[Stored items]
========

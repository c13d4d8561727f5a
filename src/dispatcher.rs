//! Broker event handling: subscribe on connect, route each publish through
//! registry -> decoder -> store.
//!
//! No message-level failure escapes `on_message`; every drop path is an
//! explicit [`MessageOutcome`] variant and the dispatcher is ready for the next
//! message afterwards.

use std::{borrow::Cow, sync::Arc, time::Duration};

use anyhow::{Context, Result};
use chrono::{DateTime, Utc};
use rumqttc::{
    AsyncClient, ConnAck, ConnectReturnCode, ConnectionError, Event, EventLoop, Packet, QoS, SubAck,
    SubscribeFilter, SubscribeReasonCode,
};
use tokio::{sync::watch, time};
use tracing::{debug, error, info, warn};

use crate::{
    config::SubscribeMode,
    db::{Store, StoreError},
    decoder::{self, DecodeError},
    registry::{SnapshotDiff, TopicRegistry, TopicSnapshot},
    topic::WILDCARD_FILTER,
};

/// Requested delivery guarantee; brokers may grant less.
pub const SUBSCRIBE_QOS: QoS = QoS::ExactlyOnce;

/// Pause between failed polls so a dead broker does not spin the loop.
const RECONNECT_DELAY: Duration = Duration::from_secs(1);

/// Longest payload prefix written to logs.
const PAYLOAD_EXCERPT_BYTES: usize = 256;

#[derive(Debug, Clone, Copy, PartialEq, Eq)]
pub enum ConnectionState {
    Disconnected,
    Connecting,
    /// Connection acknowledged, subscription not (yet) issued.
    Connected,
    Subscribed,
}

/// What happened to one inbound message.
#[derive(Debug)]
pub enum MessageOutcome {
    Committed {
        device_id: i32,
        recorded_at: DateTime<Utc>,
    },
    /// No active device owns the topic.
    Unmapped,
    Rejected(DecodeError),
    StoreFailed(StoreError),
}

impl MessageOutcome {
    pub fn is_committed(&self) -> bool {
        matches!(self, Self::Committed { .. })
    }
}

pub struct Dispatcher {
    registry: Arc<TopicRegistry>,
    store: Store,
    mode: SubscribeMode,
    state: watch::Sender<ConnectionState>,
}

impl Dispatcher {
    pub fn new(registry: Arc<TopicRegistry>, store: Store, mode: SubscribeMode) -> Self {
        Self {
            registry,
            store,
            mode,
            state: watch::Sender::new(ConnectionState::Disconnected),
        }
    }

    pub fn state(&self) -> ConnectionState {
        *self.state.borrow()
    }

    pub fn registry(&self) -> &TopicRegistry {
        &self.registry
    }

    fn set_state(&self, next: ConnectionState) {
        let prev = self.state.send_replace(next);
        if prev != next {
            debug!(from = ?prev, to = ?next, "Connection state changed");
        }
    }

    // -----------------------------------------------------------------------
    // Connection lifecycle
    // -----------------------------------------------------------------------

    /// Handle a CONNACK. Safe to call again on every reconnect: the
    /// subscription is rebuilt from the current registry snapshot each time.
    pub async fn on_connect(&self, client: &AsyncClient, ack: &ConnAck) -> Result<()> {
        if ack.code != ConnectReturnCode::Success {
            error!(code = ?ack.code, "Broker refused connection");
            self.set_state(ConnectionState::Disconnected);
            return Ok(());
        }

        info!(session_present = ack.session_present, "Connected to MQTT broker");
        self.set_state(ConnectionState::Connected);

        let filters = subscription_filters(self.mode, &self.registry.snapshot());
        if filters.is_empty() {
            warn!("No active device topics to subscribe to; add a device and send SIGHUP");
            return Ok(());
        }

        let count = filters.len();
        client
            .subscribe_many(filters)
            .await
            .context("failed to queue subscribe request")?;
        self.set_state(ConnectionState::Subscribed);
        info!(filters = count, qos = ?SUBSCRIBE_QOS, mode = ?self.mode, "Subscribed to device topics");
        Ok(())
    }

    pub fn on_connection_error(&self, err: &ConnectionError) {
        warn!(error = %err, "MQTT connection error; the client will reconnect");
        self.set_state(ConnectionState::Disconnected);
    }

    fn on_suback(&self, suback: &SubAck) {
        for code in &suback.return_codes {
            match code {
                SubscribeReasonCode::Success(granted) if *granted == SUBSCRIBE_QOS => {}
                SubscribeReasonCode::Success(granted) => warn!(
                    requested = ?SUBSCRIBE_QOS,
                    granted = ?granted,
                    "Broker downgraded subscription QoS; duplicates are possible on redelivery"
                ),
                SubscribeReasonCode::Failure => {
                    error!(pkid = suback.pkid, "Broker rejected a subscription filter")
                }
            }
        }
    }

    // -----------------------------------------------------------------------
    // Messages
    // -----------------------------------------------------------------------

    /// Resolve, decode and persist one message.
    pub async fn on_message(&self, topic: &str, payload: &[u8]) -> MessageOutcome {
        debug!(topic = %topic, payload = %excerpt(payload), "Received message");

        let Some(device_id) = self.registry.resolve(topic) else {
            warn!(topic = %topic, "Received message on an unmapped topic; ignoring");
            return MessageOutcome::Unmapped;
        };

        let candidate = match decoder::decode(payload) {
            Ok(candidate) => candidate,
            Err(e) if e.is_structural() => {
                warn!(topic = %topic, payload = %excerpt(payload), error = %e, "Dropping malformed payload");
                return MessageOutcome::Rejected(e);
            }
            Err(e) => {
                error!(
                    topic = %topic,
                    device_id,
                    payload = %excerpt(payload),
                    error = ?e,
                    "Dropping payload with mistyped fields"
                );
                return MessageOutcome::Rejected(e);
            }
        };

        let reading = candidate.for_device(device_id);
        match self.store.insert_reading(&reading).await {
            Ok(row) => {
                info!(
                    device_id,
                    recorded_at = %row.recorded_at,
                    moisture_perc = row.moisture_perc,
                    "Inserted moisture reading"
                );
                MessageOutcome::Committed {
                    device_id,
                    recorded_at: row.recorded_at,
                }
            }
            Err(e) => {
                error!(topic = %topic, device_id, error = %e, "Failed to insert moisture reading");
                MessageOutcome::StoreFailed(e)
            }
        }
    }

    /// Dispatch one event-loop notification.
    pub async fn handle_event(&self, client: &AsyncClient, event: Event) -> Result<()> {
        match event {
            Event::Incoming(Packet::ConnAck(ack)) => self.on_connect(client, &ack).await?,
            Event::Incoming(Packet::SubAck(suback)) => self.on_suback(&suback),
            Event::Incoming(Packet::Publish(publish)) => {
                self.on_message(&publish.topic, &publish.payload).await;
                // Acknowledge only after handling so a crash mid-insert gets redelivered.
                client
                    .ack(&publish)
                    .await
                    .context("failed to queue publish acknowledgement")?;
            }
            _ => {}
        }
        Ok(())
    }

    /// Serve the broker connection forever. Transport errors are logged and
    /// the next poll reconnects.
    pub async fn run(&self, client: &AsyncClient, mut eventloop: EventLoop) {
        info!("Ingestion loop started");
        loop {
            match eventloop.poll().await {
                Ok(event) => {
                    if let Err(e) = self.handle_event(client, event).await {
                        error!(error = %e, "Failed to handle broker event");
                    }
                }
                Err(e) => {
                    self.on_connection_error(&e);
                    time::sleep(RECONNECT_DELAY).await;
                    self.set_state(ConnectionState::Connecting);
                }
            }
        }
    }

    // -----------------------------------------------------------------------
    // Registry refresh
    // -----------------------------------------------------------------------

    /// Reload the registry without dropping the connection. In registry mode
    /// the subscription follows the new snapshot, including the first topic
    /// added after starting with none.
    ///
    /// Requests are queued without waiting so a full client channel never
    /// stalls the caller while the event loop is busy.
    pub async fn reload(&self, client: &AsyncClient) -> Result<SnapshotDiff> {
        let diff = self.registry.reload(&self.store).await?;

        let live = matches!(
            self.state(),
            ConnectionState::Connected | ConnectionState::Subscribed
        );
        if self.mode == SubscribeMode::Registry && live {
            if !diff.added.is_empty() {
                let filters = diff
                    .added
                    .iter()
                    .map(|topic| SubscribeFilter::new(topic.clone(), SUBSCRIBE_QOS));
                client
                    .try_subscribe_many(filters)
                    .context("failed to queue subscribe for added topics")?;
                self.set_state(ConnectionState::Subscribed);
            }
            for topic in &diff.removed {
                client
                    .try_unsubscribe(topic.clone())
                    .with_context(|| format!("failed to queue unsubscribe from {topic}"))?;
            }
        }

        for topic in &diff.added {
            info!(topic = %topic, "Now accepting messages for topic");
        }
        for topic in &diff.removed {
            info!(topic = %topic, "No longer accepting messages for topic");
        }
        Ok(diff)
    }
}

/// Filters to subscribe with for the given mode and snapshot.
pub fn subscription_filters(mode: SubscribeMode, snapshot: &TopicSnapshot) -> Vec<SubscribeFilter> {
    match mode {
        SubscribeMode::Wildcard => vec![SubscribeFilter::new(WILDCARD_FILTER.to_owned(), SUBSCRIBE_QOS)],
        SubscribeMode::Registry => snapshot
            .topics()
            .into_iter()
            .map(|topic| SubscribeFilter::new(topic.to_owned(), SUBSCRIBE_QOS))
            .collect(),
    }
}

fn excerpt(payload: &[u8]) -> Cow<'_, str> {
    if payload.len() <= PAYLOAD_EXCERPT_BYTES {
        String::from_utf8_lossy(payload)
    } else {
        let head = String::from_utf8_lossy(&payload[..PAYLOAD_EXCERPT_BYTES]);
        Cow::Owned(format!("{head}... ({} bytes)", payload.len()))
    }
}
//! Operator actions behind `plantctl`. Inputs are validated here, before any
//! store round trip; the store constraints remain the last line of defence.

use thiserror::Error;
use tracing::info;

use crate::{
    db::{
        models::{Device, RecommendedRange},
        Store, StoreError,
    },
    topic::{DeviceTopic, TopicError},
};

#[derive(Debug, Error)]
pub enum AdminError {
    #[error("device name must not be empty")]
    EmptyName,

    #[error(transparent)]
    InvalidTopic(#[from] TopicError),

    #[error("invalid range: {0}")]
    InvalidRange(String),

    #[error("device {0} does not exist")]
    UnknownDevice(i32),

    #[error("duplicate: a device with this name or topic already exists ({constraint})")]
    Duplicate { constraint: String },

    #[error(transparent)]
    Store(#[from] StoreError),
}

/// A device about to be registered.
#[derive(Debug, Clone, PartialEq, Eq)]
pub struct NewDevice {
    pub name: String,
    pub topic: DeviceTopic,
}

impl NewDevice {
    pub fn new(name: &str, location: &str, topic_name: &str) -> Result<Self, AdminError> {
        let name = name.trim();
        if name.is_empty() {
            return Err(AdminError::EmptyName);
        }
        Ok(Self {
            name: name.to_owned(),
            topic: DeviceTopic::new(location, topic_name)?,
        })
    }
}

pub async fn add_device(store: &Store, device: &NewDevice) -> Result<Device, AdminError> {
    let topic = device.topic.to_string();
    match store.insert_device(&device.name, &topic).await {
        Ok(row) => {
            info!(device_id = row.id, name = %row.name, topic = %row.topic, "Device added");
            Ok(row)
        }
        Err(StoreError::IntegrityConflict { constraint }) => Err(AdminError::Duplicate { constraint }),
        Err(e) => Err(e.into()),
    }
}

#[derive(Debug, Clone, PartialEq, Eq)]
pub enum StatusChange {
    Changed(Device),
    /// The device already had the requested status.
    Unchanged(Device),
}

pub async fn set_status(store: &Store, device_id: i32, active: bool) -> Result<StatusChange, AdminError> {
    let current = get_device(store, device_id).await?;
    if current.is_active == active {
        return Ok(StatusChange::Unchanged(current));
    }

    let updated = store
        .set_device_active(device_id, active)
        .await
        .map_err(|e| not_found_as_unknown(e, device_id))?;
    info!(device_id, active, "Device status changed");
    Ok(StatusChange::Changed(updated))
}

pub async fn get_device(store: &Store, device_id: i32) -> Result<Device, AdminError> {
    store
        .get_device(device_id)
        .await
        .map_err(|e| not_found_as_unknown(e, device_id))
}

/// Moisture thresholds in percent.
#[derive(Debug, Clone, Copy, PartialEq, Eq)]
pub struct RangeRequest {
    pub min_perc: i32,
    pub max_perc: i32,
}

impl RangeRequest {
    pub fn new(min_perc: i32, max_perc: i32) -> Result<Self, AdminError> {
        for (label, value) in [("minimum", min_perc), ("maximum", max_perc)] {
            if !(0..=100).contains(&value) {
                return Err(AdminError::InvalidRange(format!(
                    "{label} {value} is outside 0..=100"
                )));
            }
        }
        if max_perc <= min_perc {
            return Err(AdminError::InvalidRange(format!(
                "maximum {max_perc} must be greater than minimum {min_perc}"
            )));
        }
        Ok(Self { min_perc, max_perc })
    }
}

pub async fn set_range(
    store: &Store,
    device_id: i32,
    range: RangeRequest,
) -> Result<RecommendedRange, AdminError> {
    match store.upsert_range(device_id, range.min_perc, range.max_perc).await {
        Ok(row) => {
            info!(device_id, min = row.min_perc, max = row.max_perc, "Recommended range set");
            Ok(row)
        }
        Err(StoreError::ForeignKey { .. }) => Err(AdminError::UnknownDevice(device_id)),
        Err(e) => Err(e.into()),
    }
}

fn not_found_as_unknown(err: StoreError, device_id: i32) -> AdminError {
    match err {
        StoreError::NotFound => AdminError::UnknownDevice(device_id),
        other => other.into(),
    }
}

#[cfg(test)]
mod tests {
    use sqlx::PgPool;

    use super::*;

    async fn device_count(pool: &PgPool) -> i64 {
        sqlx::query_scalar("SELECT COUNT(*) FROM devices")
            .fetch_one(pool)
            .await
            .unwrap()
    }

    #[test]
    fn new_device_builds_topic() {
        let d = NewDevice::new(" Scarlet Star ", "living-room", "scarlet-star-1").unwrap();
        assert_eq!(d.name, "Scarlet Star");
        assert_eq!(
            d.topic.to_string(),
            "plant-monitoring/living-room/scarlet-star-1/telemetry"
        );
    }

    #[test]
    fn new_device_rejects_bad_input() {
        assert!(matches!(NewDevice::new("  ", "a", "b"), Err(AdminError::EmptyName)));
        assert!(matches!(
            NewDevice::new("basil", "kitchen/shelf", "basil"),
            Err(AdminError::InvalidTopic(_))
        ));
    }

    #[test]
    fn range_validation() {
        assert_eq!(
            RangeRequest::new(20, 60).unwrap(),
            RangeRequest { min_perc: 20, max_perc: 60 }
        );
        assert!(RangeRequest::new(0, 100).is_ok());
        for (min, max) in [(60, 20), (50, 50), (-1, 50), (10, 101)] {
            assert!(
                matches!(RangeRequest::new(min, max), Err(AdminError::InvalidRange(_))),
                "({min}, {max}) should be rejected"
            );
        }
    }

    #[sqlx::test(migrations = "./migrations")]
    async fn add_device_then_duplicate(pool: PgPool) {
        let store = Store::new(pool.clone());
        let device = NewDevice::new("basil", "kitchen", "basil").unwrap();

        let row = add_device(&store, &device).await.unwrap();
        assert_eq!(row.topic, "plant-monitoring/kitchen/basil/telemetry");

        let err = add_device(&store, &device).await.unwrap_err();
        assert!(matches!(err, AdminError::Duplicate { .. }), "unexpected error: {err:?}");
        assert!(err.to_string().starts_with("duplicate"));
        assert_eq!(device_count(&pool).await, 1);
    }

    #[sqlx::test(migrations = "./migrations")]
    async fn invalid_topic_never_reaches_store(pool: PgPool) {
        assert!(NewDevice::new("basil", "kitchen", "basil/telemetry").is_err());
        assert_eq!(device_count(&pool).await, 0);
    }

    #[sqlx::test(migrations = "./migrations")]
    async fn set_status_reports_unchanged_and_changed(pool: PgPool) {
        let store = Store::new(pool);
        let row = add_device(&store, &NewDevice::new("basil", "kitchen", "basil").unwrap())
            .await
            .unwrap();

        assert!(matches!(
            set_status(&store, row.id, true).await.unwrap(),
            StatusChange::Unchanged(_)
        ));

        match set_status(&store, row.id, false).await.unwrap() {
            StatusChange::Changed(d) => {
                assert!(!d.is_active);
                assert!(d.deactivated_at.is_some());
            }
            other => panic!("unexpected change: {other:?}"),
        }

        assert!(matches!(
            set_status(&store, 999, false).await,
            Err(AdminError::UnknownDevice(999))
        ));
    }

    #[sqlx::test(migrations = "./migrations")]
    async fn set_range_for_unknown_device(pool: PgPool) {
        let store = Store::new(pool);
        let err = set_range(&store, 42, RangeRequest::new(20, 60).unwrap())
            .await
            .unwrap_err();
        assert!(matches!(err, AdminError::UnknownDevice(42)));
    }
}
use axum::{
    http::StatusCode,
    response::{IntoResponse, Response},
    Json,
};
use serde_json::json;

use crate::db::StoreError;

#[derive(Debug)]
pub enum AppError {
    NotFound(String),
    Internal(anyhow::Error),
}

impl IntoResponse for AppError {
    fn into_response(self) -> Response {
        let (status, message) = match self {
            Self::NotFound(message) => (StatusCode::NOT_FOUND, message),
            Self::Internal(e) => {
                tracing::error!(error = %e, "Dashboard request failed");
                (StatusCode::INTERNAL_SERVER_ERROR, e.to_string())
            }
        };
        (status, Json(json!({ "error": message }))).into_response()
    }
}

impl From<StoreError> for AppError {
    fn from(e: StoreError) -> Self {
        match e {
            StoreError::NotFound => Self::NotFound("not found".to_owned()),
            other => Self::Internal(other.into()),
        }
    }
}
use std::{
    collections::{BTreeSet, HashMap},
    sync::Arc,
};

use arc_swap::ArcSwap;
use thiserror::Error;
use tracing::info;

use crate::db::{models::Device, Store, StoreError};

#[derive(Debug, Error)]
#[error("failed to load topic registry: {0}")]
pub struct RegistryLoadError(#[from] pub StoreError);

/// Immutable `topic -> device id` mapping.
#[derive(Debug, Clone, Default, PartialEq, Eq)]
pub struct TopicSnapshot {
    by_topic: HashMap<String, i32>,
}

impl TopicSnapshot {
    pub fn from_devices<'a>(devices: impl IntoIterator<Item = &'a Device>) -> Self {
        devices
            .into_iter()
            .map(|d| (d.topic.clone(), d.id))
            .collect()
    }

    /// Look up the device owning `topic`. `None` means the topic is unmapped.
    pub fn resolve(&self, topic: &str) -> Option<i32> {
        self.by_topic.get(topic).copied()
    }

    /// Topics in sorted order.
    pub fn topics(&self) -> BTreeSet<&str> {
        self.by_topic.keys().map(String::as_str).collect()
    }

    pub fn len(&self) -> usize {
        self.by_topic.len()
    }

    pub fn is_empty(&self) -> bool {
        self.by_topic.is_empty()
    }
}

impl FromIterator<(String, i32)> for TopicSnapshot {
    fn from_iter<I: IntoIterator<Item = (String, i32)>>(iter: I) -> Self {
        Self {
            by_topic: iter.into_iter().collect(),
        }
    }
}

/// Topics gained and lost by a reload.
#[derive(Debug, Clone, Default, PartialEq, Eq)]
pub struct SnapshotDiff {
    pub added: Vec<String>,
    pub removed: Vec<String>,
}

impl SnapshotDiff {
    pub fn between(old: &TopicSnapshot, new: &TopicSnapshot) -> Self {
        let old_topics = old.topics();
        let new_topics = new.topics();
        Self {
            added: new_topics
                .difference(&old_topics)
                .map(|t| (*t).to_owned())
                .collect(),
            removed: old_topics
                .difference(&new_topics)
                .map(|t| (*t).to_owned())
                .collect(),
        }
    }

    pub fn is_empty(&self) -> bool {
        self.added.is_empty() && self.removed.is_empty()
    }
}

/// Shared, reloadable view of which topics map to which active devices.
///
/// Readers get a consistent snapshot without locking; `reload` builds a new
/// snapshot from the store and swaps it in atomically.
#[derive(Debug)]
pub struct TopicRegistry {
    current: ArcSwap<TopicSnapshot>,
}

impl TopicRegistry {
    pub fn new(snapshot: TopicSnapshot) -> Self {
        Self {
            current: ArcSwap::from_pointee(snapshot),
        }
    }

    /// Build a snapshot from the active devices in the store.
    pub async fn load(store: &Store) -> Result<TopicSnapshot, RegistryLoadError> {
        let devices = store.query_devices(true).await?;
        let snapshot = TopicSnapshot::from_devices(&devices);
        info!(topics = snapshot.len(), "Retrieved device topics from store");
        Ok(snapshot)
    }

    pub fn snapshot(&self) -> Arc<TopicSnapshot> {
        self.current.load_full()
    }

    pub fn resolve(&self, topic: &str) -> Option<i32> {
        self.current.load().resolve(topic)
    }

    /// Replace the snapshot, returning what changed.
    pub fn replace(&self, snapshot: TopicSnapshot) -> SnapshotDiff {
        let new = Arc::new(snapshot);
        let old = self.current.swap(Arc::clone(&new));
        SnapshotDiff::between(&old, &new)
    }

    /// Reload from the store. On failure the current snapshot stays in place.
    pub async fn reload(&self, store: &Store) -> Result<SnapshotDiff, RegistryLoadError> {
        let snapshot = Self::load(store).await?;
        let diff = self.replace(snapshot);
        info!(
            added = diff.added.len(),
            removed = diff.removed.len(),
            "Topic registry reloaded"
        );
        Ok(diff)
    }
}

========

_What needs to be done:_ Provide solely the number of lines in the data that include the word "HashMap".

_Answer box:_ 2